- _Problem statement_
Because the lines must stay identical, write out the data without changing anything.

- _Collected data entries_
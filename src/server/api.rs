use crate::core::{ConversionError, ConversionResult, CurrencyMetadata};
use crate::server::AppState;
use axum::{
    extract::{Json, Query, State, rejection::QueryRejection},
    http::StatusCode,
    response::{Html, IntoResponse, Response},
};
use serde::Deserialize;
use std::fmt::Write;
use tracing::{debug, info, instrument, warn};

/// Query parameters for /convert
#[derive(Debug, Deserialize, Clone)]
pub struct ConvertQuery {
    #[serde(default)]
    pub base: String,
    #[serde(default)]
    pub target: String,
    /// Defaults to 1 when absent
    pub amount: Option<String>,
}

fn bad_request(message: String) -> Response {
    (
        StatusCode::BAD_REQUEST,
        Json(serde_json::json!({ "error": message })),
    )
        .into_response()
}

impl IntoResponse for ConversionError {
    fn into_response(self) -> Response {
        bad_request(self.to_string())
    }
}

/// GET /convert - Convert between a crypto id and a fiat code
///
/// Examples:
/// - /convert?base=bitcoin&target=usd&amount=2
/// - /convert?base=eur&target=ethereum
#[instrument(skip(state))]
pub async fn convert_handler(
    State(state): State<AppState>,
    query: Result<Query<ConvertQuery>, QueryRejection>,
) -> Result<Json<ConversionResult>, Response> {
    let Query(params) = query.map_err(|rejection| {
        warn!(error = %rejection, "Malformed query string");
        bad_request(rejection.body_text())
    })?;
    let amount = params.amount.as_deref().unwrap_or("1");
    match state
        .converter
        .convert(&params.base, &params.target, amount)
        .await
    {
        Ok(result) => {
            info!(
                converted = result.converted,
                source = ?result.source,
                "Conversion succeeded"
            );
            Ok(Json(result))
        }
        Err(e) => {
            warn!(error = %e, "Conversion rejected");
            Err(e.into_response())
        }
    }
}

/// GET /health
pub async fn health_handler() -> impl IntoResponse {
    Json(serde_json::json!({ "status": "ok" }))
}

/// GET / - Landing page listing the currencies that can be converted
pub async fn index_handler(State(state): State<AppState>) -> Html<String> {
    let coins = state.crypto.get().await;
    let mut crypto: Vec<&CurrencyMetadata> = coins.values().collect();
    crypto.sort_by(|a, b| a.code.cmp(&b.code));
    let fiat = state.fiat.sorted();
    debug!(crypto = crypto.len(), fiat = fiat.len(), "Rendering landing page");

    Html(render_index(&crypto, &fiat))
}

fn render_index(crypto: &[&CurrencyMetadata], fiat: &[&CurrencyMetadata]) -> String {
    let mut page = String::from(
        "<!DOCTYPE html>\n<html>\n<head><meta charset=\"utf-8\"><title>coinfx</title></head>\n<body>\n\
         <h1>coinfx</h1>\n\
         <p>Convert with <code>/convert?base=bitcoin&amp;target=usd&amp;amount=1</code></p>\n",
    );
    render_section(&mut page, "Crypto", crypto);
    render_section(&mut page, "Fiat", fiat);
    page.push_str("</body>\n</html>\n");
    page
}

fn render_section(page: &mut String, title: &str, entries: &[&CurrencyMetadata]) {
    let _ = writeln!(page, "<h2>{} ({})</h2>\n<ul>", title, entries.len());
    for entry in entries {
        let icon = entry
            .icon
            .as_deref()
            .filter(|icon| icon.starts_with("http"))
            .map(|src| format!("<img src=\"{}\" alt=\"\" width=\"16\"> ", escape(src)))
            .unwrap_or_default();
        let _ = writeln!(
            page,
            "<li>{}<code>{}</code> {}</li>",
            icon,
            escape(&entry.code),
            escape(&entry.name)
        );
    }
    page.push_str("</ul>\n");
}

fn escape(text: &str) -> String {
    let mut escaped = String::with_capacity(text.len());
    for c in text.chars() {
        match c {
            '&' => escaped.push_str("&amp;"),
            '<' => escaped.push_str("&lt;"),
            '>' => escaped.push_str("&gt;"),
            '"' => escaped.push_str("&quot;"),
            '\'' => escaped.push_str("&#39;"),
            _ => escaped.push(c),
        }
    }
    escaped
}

- _Written response_
filename src/server/api.rs
use crate::core::{ConversionError, ConversionResult, CurrencyMetadata};
use crate::server::AppState;
use axum::{
    extract::{Json, Query, State, rejection::QueryRejection},
    http::StatusCode,
    response::{Html, IntoResponse, Response},
};
use serde::Deserialize;
use std::fmt::Write;
use tracing::{debug, info, instrument, warn};

/// Query parameters for /convert
#[derive(Debug, Deserialize, Clone)]
pub struct ConvertQuery {
    #[serde(default)]
    pub base: String,
    #[serde(default)]
    pub target: String,
    /// Defaults to 1 when absent
    pub amount: Option<String>,
}

fn bad_request(message: String) -> Response {
    (
        StatusCode::BAD_REQUEST,
        Json(serde_json::json!({ "error": message })),
    )
        .into_response()
}

impl IntoResponse for ConversionError {
    fn into_response(self) -> Response {
        bad_request(self.to_string())
    }
}

/// GET /convert - Convert between a crypto id and a fiat code
///
/// Examples:
/// - /convert?base=bitcoin&target=usd&amount=2
/// - /convert?base=eur&target=ethereum
#[instrument(skip(state))]
pub async fn convert_handler(
    State(state): State<AppState>,
    query: Result<Query<ConvertQuery>, QueryRejection>,
) -> Result<Json<ConversionResult>, Response> {
    let Query(params) = query.map_err(|rejection| {
        warn!(error = %rejection, "Malformed query string");
        bad_request(rejection.body_text())
    })?;
    let amount = params.amount.as_deref().unwrap_or("1");
    match state
        .converter
        .convert(&params.base, &params.target, amount)
        .await
    {
        Ok(result) => {
            info!(
                converted = result.converted,
                source = ?result.source,
                "Conversion succeeded"
            );
            Ok(Json(result))
        }
        Err(e) => {
            warn!(error = %e, "Conversion rejected");
            Err(e.into_response())
        }
    }
}

/// GET /health
pub async fn health_handler() -> impl IntoResponse {
    Json(serde_json::json!({ "status": "ok" }))
}

/// GET / - Landing page listing the currencies that can be converted
pub async fn index_handler(State(state): State<AppState>) -> Html<String> {
    let coins = state.crypto.get().await;
    let mut crypto: Vec<&CurrencyMetadata> = coins.values().collect();
    crypto.sort_by(|a, b| a.code.cmp(&b.code));
    let fiat = state.fiat.sorted();
    debug!(crypto = crypto.len(), fiat = fiat.len(), "Rendering landing page");

    Html(render_index(&crypto, &fiat))
}

fn render_index(crypto: &[&CurrencyMetadata], fiat: &[&CurrencyMetadata]) -> String {
    let mut page = String::from(
        "<!DOCTYPE html>\n<html>\n<head><meta charset=\"utf-8\"><title>coinfx</title></head>\n<body>\n\
         <h1>coinfx</h1>\n\
         <p>Convert with <code>/convert?base=bitcoin&amp;target=usd&amp;amount=1</code></p>\n",
    );
    render_section(&mut page, "Crypto", crypto);
    render_section(&mut page, "Fiat", fiat);
    page.push_str("</body>\n</html>\n");
    page
}

fn render_section(page: &mut String, title: &str, entries: &[&CurrencyMetadata]) {
    let _ = writeln!(page, "<h2>{} ({})</h2>\n<ul>", title, entries.len());
    for entry in entries {
        let icon = entry
            .icon
            .as_deref()
            .filter(|icon| icon.starts_with("http"))
            .map(|src| format!("<img src=\"{}\" alt=\"\" width=\"16\"> ", escape(src)))
            .unwrap_or_default();
        let _ = writeln!(
            page,
            "<li>{}<code>{}</code> {}</li>",
            icon,
            escape(&entry.code),
            escape(&entry.name)
        );
    }
    page.push_str("</ul>\n");
}

fn escape(text: &str) -> String {
    let mut escaped = String::with_capacity(text.len());
    for c in text.chars() {
        match c {
            '&' => escaped.push_str("&amp;"),
            '<' => escaped.push_str("&lt;"),
            '>' => escaped.push_str("&gt;"),
            '"' => escaped.push_str("&quot;"),
            '\'' => escaped.push_str("&#39;"),
            _ => escaped.push(c),
        }
    }
    escaped
}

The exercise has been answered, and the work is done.